● REQUIRED WORK: Determine the number of lines in these entries that hold the word "HashMap". Give the number and nothing more.
"""
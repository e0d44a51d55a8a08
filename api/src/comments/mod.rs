pub mod create;
pub mod delete;
pub mod patch;
pub mod routes;

use chrono::NaiveDateTime;
use serde::Serialize;

use crate::models::{comment::Comment, user::Author};

pub const MAX_COMMENT_CHARS: usize = 5000;

#[derive(Debug, Serialize, Clone, PartialEq)]
pub struct CommentView {
    pub id: i32,
    pub content: String,
    pub post_id: i32,
    pub parent_id: Option<i32>,
    pub author_id: i32,
    pub author: Author,
    pub created_at: NaiveDateTime,
}

impl CommentView {
    pub fn new(comment: Comment, author: Author) -> Self {
        CommentView {
            id: comment.id,
            content: comment.content,
            post_id: comment.post_id,
            parent_id: comment.parent_id,
            author_id: comment.author_id,
            author,
            created_at: comment.created_at,
        }
    }
}

/// Marks must have content and stay under [`MAX_COMMENT_CHARS`].
pub fn validate_content(content: &str) -> Result<String, &'static str> {
    let content = content.trim();

    if content.is_empty() {
        return Err("Content cannot be empty");
    }

    if content.chars().count() > MAX_COMMENT_CHARS {
        return Err("Content too long (max 5000 characters)");
    }

    Ok(content.to_string())
}

#[cfg(test)]
mod test {
    use super::*;

    #[test]
    fn test_validate_content() {
        assert_eq!(validate_content("  "), Err("Content cannot be empty"));
        assert_eq!(validate_content(" well met "), Ok("well met".into()));

        let long = "a".repeat(MAX_COMMENT_CHARS + 1);
        assert!(validate_content(&long).is_err());
    }

    #[test]
    fn test_root_comment_serializes_null_parent() {
        let view = CommentView::new(
            Comment {
                id: 1,
                content: "First".into(),
                post_id: 4,
                parent_id: None,
                author_id: 2,
                created_at: chrono::NaiveDate::from_ymd_opt(2024, 4, 14)
                    .unwrap()
                    .and_hms_opt(21, 0, 0)
                    .unwrap(),
            },
            Author {
                id: 2,
                username: "maester".into(),
            },
        );
        let json = serde_json::to_value(&view).unwrap();

        assert!(json["parent_id"].is_null());
        assert_eq!(json["author"]["username"], "maester");
    }
}
//! Plain-text rendering of boards, scrolls and mark threads.

use std::fmt::Write;

use chrono::NaiveDateTime;
use owo_colors::OwoColorize;

use crate::{
    boards::Board,
    models::{Comment, Post, PostDetail},
    thread::CommentNode,
    view::ThreadView,
};

const INDENT: &str = "    ";

/// How far a reply is indented relative to its true depth.
#[derive(Clone, Copy, Debug, PartialEq, Eq)]
pub enum IndentPolicy {
    /// Indent grows with depth up to the given level.
    Capped(usize),
    Proportional,
}

impl Default for IndentPolicy {
    fn default() -> Self {
        IndentPolicy::Capped(1)
    }
}

impl IndentPolicy {
    pub fn level(self, depth: usize) -> usize {
        match self {
            IndentPolicy::Capped(max) => depth.min(max),
            IndentPolicy::Proportional => depth,
        }
    }
}

/// `just now`, `5m ago`, `3h ago`, `2d ago`, then the calendar date.
pub fn relative_time(created_at: NaiveDateTime, now: NaiveDateTime) -> String {
    let elapsed = now.signed_duration_since(created_at);

    if elapsed.num_minutes() < 1 {
        "just now".into()
    } else if elapsed.num_hours() < 1 {
        format!("{}m ago", elapsed.num_minutes())
    } else if elapsed.num_days() < 1 {
        format!("{}h ago", elapsed.num_hours())
    } else if elapsed.num_days() < 7 {
        format!("{}d ago", elapsed.num_days())
    } else {
        created_at.format("%Y-%m-%d").to_string()
    }
}

pub struct Renderer<'a> {
    identity: &'a str,
    view: &'a ThreadView,
    policy: IndentPolicy,
    color: bool,
    now: NaiveDateTime,
}

impl<'a> Renderer<'a> {
    /// `identity` decides which marks get edit and delete affordances.
    pub fn new(identity: &'a str, view: &'a ThreadView, now: NaiveDateTime) -> Self {
        Renderer {
            identity,
            view,
            policy: IndentPolicy::default(),
            color: false,
            now,
        }
    }

    pub fn policy(mut self, policy: IndentPolicy) -> Self {
        self.policy = policy;
        self
    }

    pub fn colored(mut self, color: bool) -> Self {
        self.color = color;
        self
    }

    fn bold(&self, text: &str) -> String {
        if self.color {
            text.bold().to_string()
        } else {
            text.to_string()
        }
    }

    fn dim(&self, text: &str) -> String {
        if self.color {
            text.dimmed().to_string()
        } else {
            text.to_string()
        }
    }

    fn accent(&self, text: &str) -> String {
        if self.color {
            text.yellow().to_string()
        } else {
            text.to_string()
        }
    }

    pub fn render_boards(&self, boards: &[Board]) -> String {
        let mut out = String::new();
        for board in boards {
            let _ = writeln!(out, "{}", self.accent(&format!("r/{}", board.name)));
            let _ = writeln!(out, "{INDENT}{}", board.description);
        }
        out
    }

    pub fn render_listing(&self, posts: &[Post]) -> String {
        if posts.is_empty() {
            return "No scrolls here yet.\n".into();
        }

        let mut out = String::new();
        for post in posts {
            let _ = writeln!(
                out,
                "{:>5} {} {}",
                self.dim(&format!("#{}", post.id)),
                self.accent(&format!("{:+}", post.upvotes)),
                self.bold(&post.title),
            );
            let _ = writeln!(
                out,
                "{INDENT}  {}",
                self.dim(&format!(
                    "r/{} · u/{} · {} · {} marks",
                    post.board,
                    post.author.username,
                    relative_time(post.created_at, self.now),
                    post.mark_count(),
                )),
            );
        }
        out
    }

    /// The scroll header followed by its thread.
    pub fn render_post(&self, detail: &PostDetail, thread: &[CommentNode]) -> String {
        let post = &detail.post;
        let mut out = String::new();

        let _ = writeln!(out, "{}", self.accent(&format!("r/{}", post.board)));
        let _ = writeln!(out, "{}", self.bold(&post.title));
        let _ = writeln!(
            out,
            "{}",
            self.dim(&format!(
                "#{} · posted by u/{} · {}",
                post.id,
                post.author.username,
                relative_time(post.created_at, self.now),
            )),
        );
        if !post.link.is_empty() {
            let _ = writeln!(out, "{}", post.link);
        }
        let _ = writeln!(out);
        let _ = writeln!(out, "{}", post.content);
        let _ = writeln!(out);

        let vote = match detail.user_vote {
            1 => " (you voted up)",
            -1 => " (you voted down)",
            _ => "",
        };
        let _ = writeln!(
            out,
            "{} votes{vote} · {} marks",
            self.accent(&format!("{:+}", post.upvotes)),
            post.mark_count(),
        );
        let _ = writeln!(out);

        out.push_str(&self.render_thread(thread));
        out
    }

    pub fn render_thread(&self, roots: &[CommentNode]) -> String {
        let mut out = String::new();
        for root in roots {
            self.render_node(&mut out, root, 0);
        }
        out
    }

    /// Renders `node` at `depth` followed by its replies, each one level
    /// deeper than its parent.
    pub fn render_node(&self, out: &mut String, node: &CommentNode, depth: usize) {
        for (node, depth) in node.depth_first(depth) {
            self.render_mark(out, &node.comment, depth);
        }
    }

    fn render_mark(&self, out: &mut String, comment: &Comment, depth: usize) {
        let indent = INDENT.repeat(self.policy.level(depth));

        let _ = writeln!(
            out,
            "{indent}{} {} {}",
            self.dim(&format!("#{}", comment.id)),
            self.bold(&comment.author.username),
            self.dim(&format!("· {}", relative_time(comment.created_at, self.now))),
        );

        match self.view.amend() {
            Some(draft) if draft.target == comment.id => {
                let _ = writeln!(out, "{indent}  {} {}", self.accent("[amending]"), draft.text);
            }
            _ => self.render_content(out, &indent, comment),
        }

        let _ = writeln!(out, "{indent}  {}", self.dim(&self.affordances(comment)));

        if let Some(draft) = self.view.reply() {
            if draft.target == comment.id {
                let _ = writeln!(out, "{indent}  {} {}", self.accent("[replying]"), draft.text);
            }
        }
    }

    fn render_content(&self, out: &mut String, indent: &str, comment: &Comment) {
        for line in comment.content.lines() {
            let _ = writeln!(out, "{indent}  {line}");
        }
    }

    fn affordances(&self, comment: &Comment) -> String {
        if comment.author.username == self.identity {
            "[reply] [edit] [delete]".into()
        } else {
            "[reply]".into()
        }
    }
}

#[cfg(test)]
mod test {
    use chrono::{Duration, NaiveDate};

    use super::*;
    use crate::{
        models::{Author, Comment},
        thread::build_thread,
    };

    fn now() -> NaiveDateTime {
        NaiveDate::from_ymd_opt(2024, 4, 14)
            .unwrap()
            .and_hms_opt(21, 0, 0)
            .unwrap()
    }

    fn comment(id: i32, parent_id: Option<i32>, author: &str, content: &str) -> Comment {
        Comment {
            id,
            content: content.into(),
            post_id: 1,
            parent_id,
            author: Author {
                id: 1,
                username: author.into(),
            },
            created_at: now() - Duration::minutes(5),
        }
    }

    fn thread() -> Vec<CommentNode> {
        build_thread(&[
            comment(1, None, "jon", "Winter is coming"),
            comment(2, Some(1), "sam", "It is"),
            comment(3, Some(2), "jon", "Told you"),
        ])
    }

    #[test]
    fn test_relative_time() {
        let now = now();
        assert_eq!(relative_time(now, now), "just now");
        assert_eq!(relative_time(now + Duration::minutes(3), now), "just now");
        assert_eq!(relative_time(now - Duration::seconds(59), now), "just now");
        assert_eq!(relative_time(now - Duration::minutes(5), now), "5m ago");
        assert_eq!(relative_time(now - Duration::hours(3), now), "3h ago");
        assert_eq!(relative_time(now - Duration::days(2), now), "2d ago");
        assert_eq!(relative_time(now - Duration::days(30), now), "2024-03-15");
    }

    #[test]
    fn test_indent_policy() {
        assert_eq!(IndentPolicy::default().level(0), 0);
        assert_eq!(IndentPolicy::default().level(1), 1);
        assert_eq!(IndentPolicy::default().level(5), 1);
        assert_eq!(IndentPolicy::Proportional.level(5), 5);
    }

    #[test]
    fn test_capped_indent_flattens_grandchildren() {
        let view = ThreadView::new();
        let out = Renderer::new("jon", &view, now()).render_thread(&thread());

        assert!(out.contains("\n    #2 sam"));
        assert!(out.contains("\n    #3 jon"));
        assert!(!out.contains("        #3"));
    }

    #[test]
    fn test_proportional_indent_follows_depth() {
        let view = ThreadView::new();
        let out = Renderer::new("jon", &view, now())
            .policy(IndentPolicy::Proportional)
            .render_thread(&thread());

        assert!(out.starts_with("#1 jon · 5m ago\n"));
        assert!(out.contains("\n        #3 jon"));
    }

    #[test]
    fn test_affordances_follow_identity() {
        let view = ThreadView::new();
        let out = Renderer::new("sam", &view, now()).render_thread(&thread());
        let lines: Vec<&str> = out.lines().collect();

        assert_eq!(lines[2].trim(), "[reply]");
        assert_eq!(lines[5].trim(), "[reply] [edit] [delete]");
    }

    #[test]
    fn test_amend_draft_replaces_content() {
        let mut view = ThreadView::new();
        view.start_amend(2, "It is, truly");
        view.write_amend("It is, truly and deeply");

        let out = Renderer::new("sam", &view, now()).render_thread(&thread());

        assert!(out.contains("[amending] It is, truly and deeply"));
        assert!(!out.contains("  It is\n"));
    }

    #[test]
    fn test_reply_draft_is_shown_under_target() {
        let mut view = ThreadView::new();
        view.toggle_reply(1);
        view.write_reply("And the night is dark");

        let out = Renderer::new("sam", &view, now()).render_thread(&thread());
        let lines: Vec<&str> = out.lines().collect();

        assert_eq!(lines[3].trim(), "[replying] And the night is dark");
        assert!(lines[4].contains("#2 sam"));
    }

    #[test]
    fn test_deep_reply_chain_renders() {
        const DEPTH: i32 = 100_000;

        let marks: Vec<Comment> = (1..=DEPTH)
            .map(|id| comment(id, (id > 1).then_some(id - 1), "jon", "deeper"))
            .collect();
        let roots = build_thread(&marks);
        let view = ThreadView::new();
        let out = Renderer::new("sam", &view, now()).render_thread(&roots);

        assert_eq!(out.lines().count(), 3 * DEPTH as usize);
        assert!(out.starts_with("#1 jon"));
        assert!(out.contains(&format!("\n    #{DEPTH} jon")));
    }
}
//! Turns the flat list of marks returned with a scroll into reply threads.

use std::collections::HashMap;

use crate::models::Comment;

/// A record that can be placed in a reply thread.
pub trait Threaded {
    fn id(&self) -> i32;
    fn parent_id(&self) -> Option<i32>;
}

impl Threaded for Comment {
    fn id(&self) -> i32 {
        self.id
    }

    fn parent_id(&self) -> Option<i32> {
        self.parent_id
    }
}

#[derive(Debug, PartialEq)]
pub struct CommentNode<C = Comment> {
    pub comment: C,
    pub children: Vec<CommentNode<C>>,
}

impl<C> CommentNode<C> {
    /// Pre-order walk of this subtree, yielding each node with its depth
    /// relative to `depth`. Children come in order.
    pub fn depth_first(&self, depth: usize) -> DepthFirst<'_, C> {
        DepthFirst {
            stack: vec![(self, depth)],
        }
    }

    /// Number of nodes in this subtree, including itself.
    pub fn subtree_len(&self) -> usize {
        self.depth_first(0).count()
    }
}

// Reply chains can be arbitrarily deep, so dropping must not recurse.
impl<C> Drop for CommentNode<C> {
    fn drop(&mut self) {
        let mut pending = std::mem::take(&mut self.children);
        while let Some(mut node) = pending.pop() {
            pending.append(&mut node.children);
        }
    }
}

pub struct DepthFirst<'a, C> {
    stack: Vec<(&'a CommentNode<C>, usize)>,
}

impl<'a, C> Iterator for DepthFirst<'a, C> {
    type Item = (&'a CommentNode<C>, usize);

    fn next(&mut self) -> Option<Self::Item> {
        let (node, depth) = self.stack.pop()?;
        self.stack
            .extend(node.children.iter().rev().map(|child| (child, depth + 1)));
        Some((node, depth))
    }
}

/// Builds the forest of reply threads.
///
/// Roots are the records without a parent and every node's children are
/// the records naming it as parent. Both keep the order of `comments`. A
/// record whose parent is not in `comments` is left out together with its
/// replies. When ids repeat, the last record with that id is the one
/// replies attach to.
pub fn build_thread<C: Threaded + Clone>(comments: &[C]) -> Vec<CommentNode<C>> {
    let mut slots: HashMap<i32, usize> = HashMap::with_capacity(comments.len());
    for (i, comment) in comments.iter().enumerate() {
        slots.insert(comment.id(), i);
    }

    let mut roots = Vec::new();
    let mut children: Vec<Vec<usize>> = vec![Vec::new(); comments.len()];

    for (i, comment) in comments.iter().enumerate() {
        match comment.parent_id() {
            None => roots.push(i),
            Some(parent_id) => match slots.get(&parent_id) {
                Some(&parent) => children[parent].push(i),
                None => tracing::trace!(id = comment.id(), parent_id, "dropping orphaned mark"),
            },
        }
    }

    // Every index sits in at most one list and roots sit in none, so the
    // walk from the roots is a tree: self-parents and cycles are never reached.
    let mut order = Vec::with_capacity(comments.len());
    let mut stack: Vec<usize> = roots.iter().rev().copied().collect();
    while let Some(i) = stack.pop() {
        order.push(i);
        stack.extend(children[i].iter().rev());
    }

    // Children follow their parent in `order`, so building in reverse finds
    // every child already built.
    let mut built: Vec<Option<CommentNode<C>>> = (0..comments.len()).map(|_| None).collect();
    for &i in order.iter().rev() {
        let node = CommentNode {
            comment: comments[i].clone(),
            children: children[i]
                .iter()
                .filter_map(|&child| built[child].take())
                .collect(),
        };
        built[i] = Some(node);
    }

    roots
        .into_iter()
        .filter_map(|i| built[i].take())
        .collect()
}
"""
● TASK SOLUTION: 2